### [Activity]
Count how many lines in the entries below hold "separator". Only the number belongs in the answer.

### [Data excerpts]

pub mod error;
pub mod export;
pub mod io;
pub mod layout;
pub mod model;
pub mod rows;

pub use error::{ReportError, Result};
use chrono::{DateTime, FixedOffset, Local, NaiveDate, NaiveDateTime, TimeZone};

use crate::atlauncher::report::model::UpdatedAt;

const OFFSET_FORMATS: &[&str] = &[
    "%Y-%m-%dT%H:%M:%S%.f%:z",
    "%Y-%m-%d %H:%M:%S%.f%:z",
    "%Y-%m-%dT%H:%M%:z",
    "%Y-%m-%d %H:%M%:z",
];

const NAIVE_FORMATS: &[&str] = &[
    "%Y-%m-%dT%H:%M:%S%.f",
    "%Y-%m-%d %H:%M:%S%.f",
    "%Y-%m-%dT%H:%M",
    "%Y-%m-%d %H:%M",
];

/// Normalises a catalog `updated` value using the machine's local time zone.
pub fn parse_updated(raw: Option<&str>) -> UpdatedAt {
    parse_updated_in(raw, &Local)
}

/// Normalises a catalog `updated` value, converting zoned timestamps into
/// `zone` and dropping the offset. Unparseable input is kept verbatim.
pub fn parse_updated_in<Tz: TimeZone>(raw: Option<&str>, zone: &Tz) -> UpdatedAt {
    match raw {
        None | Some("") => UpdatedAt::Empty,
        Some(value) => match parse_iso8601(value, zone) {
            Some(parsed) => UpdatedAt::Timestamp(parsed),
            None => UpdatedAt::Text(value.to_string()),
        },
    }
}

fn parse_iso8601<Tz: TimeZone>(value: &str, zone: &Tz) -> Option<NaiveDateTime> {
    let zoned = match value.strip_suffix('Z') {
        Some(stripped) => format!("{stripped}+00:00"),
        None => value.to_string(),
    };
    let normalized = to_extended(&zoned);

    if let Some(zoned) = parse_zoned(&normalized) {
        return Some(zoned.with_timezone(zone).naive_local());
    }
    parse_naive(&normalized)
}

fn parse_zoned(value: &str) -> Option<DateTime<FixedOffset>> {
    DateTime::parse_from_rfc3339(value).ok().or_else(|| {
        OFFSET_FORMATS
            .iter()
            .find_map(|format| DateTime::parse_from_str(value, format).ok())
    })
}

fn parse_naive(value: &str) -> Option<NaiveDateTime> {
    NAIVE_FORMATS
        .iter()
        .find_map(|format| NaiveDateTime::parse_from_str(value, format).ok())
        .or_else(|| {
            NaiveDate::parse_from_str(value, "%Y-%m-%d")
                .ok()
                .and_then(|date| date.and_hms_opt(0, 0, 0))
        })
}

/// Rewrites ISO-8601 basic forms (`20240301T103000+0200`) and reduced
/// precision times (`2024-03-01T10`) into the extended form the format lists
/// expect. Anything that does not look like a date is returned unchanged.
fn to_extended(value: &str) -> String {
    let bytes = value.as_bytes();
    let basic_date = bytes.len() >= 8
        && bytes[..8].iter().all(u8::is_ascii_digit)
        && bytes.get(8).is_none_or(|&b| matches!(b, b'T' | b' '));

    let (date, rest) = if basic_date {
        (
            format!("{}-{}-{}", &value[..4], &value[4..6], &value[6..8]),
            &value[8..],
        )
    } else if value.len() >= 10 && value.is_char_boundary(10) {
        (value[..10].to_string(), &value[10..])
    } else {
        return value.to_string();
    };

    let mut chars = rest.chars();
    let separator = match chars.next() {
        None => return date,
        Some(separator @ ('T' | ' ')) => separator,
        Some(_) => return value.to_string(),
    };
    let time = chars.as_str();

    let digits = time.bytes().take_while(u8::is_ascii_digit).count();
    let (clock, tail) = time.split_at(digits);
    let clock = match (digits, tail.starts_with(':')) {
        (2, false) => format!("{clock}:00"),
        (4, false) => format!("{}:{}", &clock[..2], &clock[2..]),
        (6, false) => format!("{}:{}:{}", &clock[..2], &clock[2..4], &clock[4..]),
        _ => clock.to_string(),
    };
    format!("{date}{separator}{clock}{}", extend_offset(tail))
}

/// `+0530` becomes `+05:30` and `+05` becomes `+05:00`.
fn extend_offset(tail: &str) -> String {
    let bytes = tail.as_bytes();
    let len = bytes.len();
    let sign_at = |index: usize| matches!(bytes[index], b'+' | b'-');
    let digits_from = |index: usize| bytes[index..].iter().all(u8::is_ascii_digit);

    if len >= 5 && sign_at(len - 5) && digits_from(len - 4) {
        format!("{}:{}", &tail[..len - 2], &tail[len - 2..])
    } else if len >= 3 && sign_at(len - 3) && digits_from(len - 2) {
        format!("{tail}:00")
    } else {
        tail.to_string()
    }
}
use std::path::PathBuf;

use thiserror::Error;

/// Convenient alias for fallible results returned throughout the crate.
pub type Result<T> = std::result::Result<T, ReportError>;

/// Error type covering the different failure cases that can occur when the
/// tool loads an instance descriptor or emits the report workbook.
#[derive(Debug, Error)]
pub enum ReportError {
    /// Wrapper for IO failures such as reading the descriptor.
    #[error("I/O error: {0}")]
    Io(#[from] std::io::Error),

    /// Raised when the instance descriptor is not valid JSON or does not have
    /// the expected shape.
    #[error("failed to parse {}: {source}", .path.display())]
    Parse {
        path: PathBuf,
        #[source]
        source: serde_json::Error,
    },

    /// Errors bubbled up from the Excel writer implementation.
    #[error("Excel write error: {0}")]
    ExcelWrite(#[from] rust_xlsxwriter::XlsxError),

    /// Raised when the user provides a path that does not exist.
    #[error("File not found: {}", .0.display())]
    MissingInput(PathBuf),

    /// Raised when a report layout cannot be laid out on a single sheet.
    #[error("invalid report layout: {0}")]
    InvalidLayout(String),

    /// Raised when the tracing subscriber fails to initialise.
    #[error("failed to initialise logging: {0}")]
    Logging(String),
}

### [Task response]
3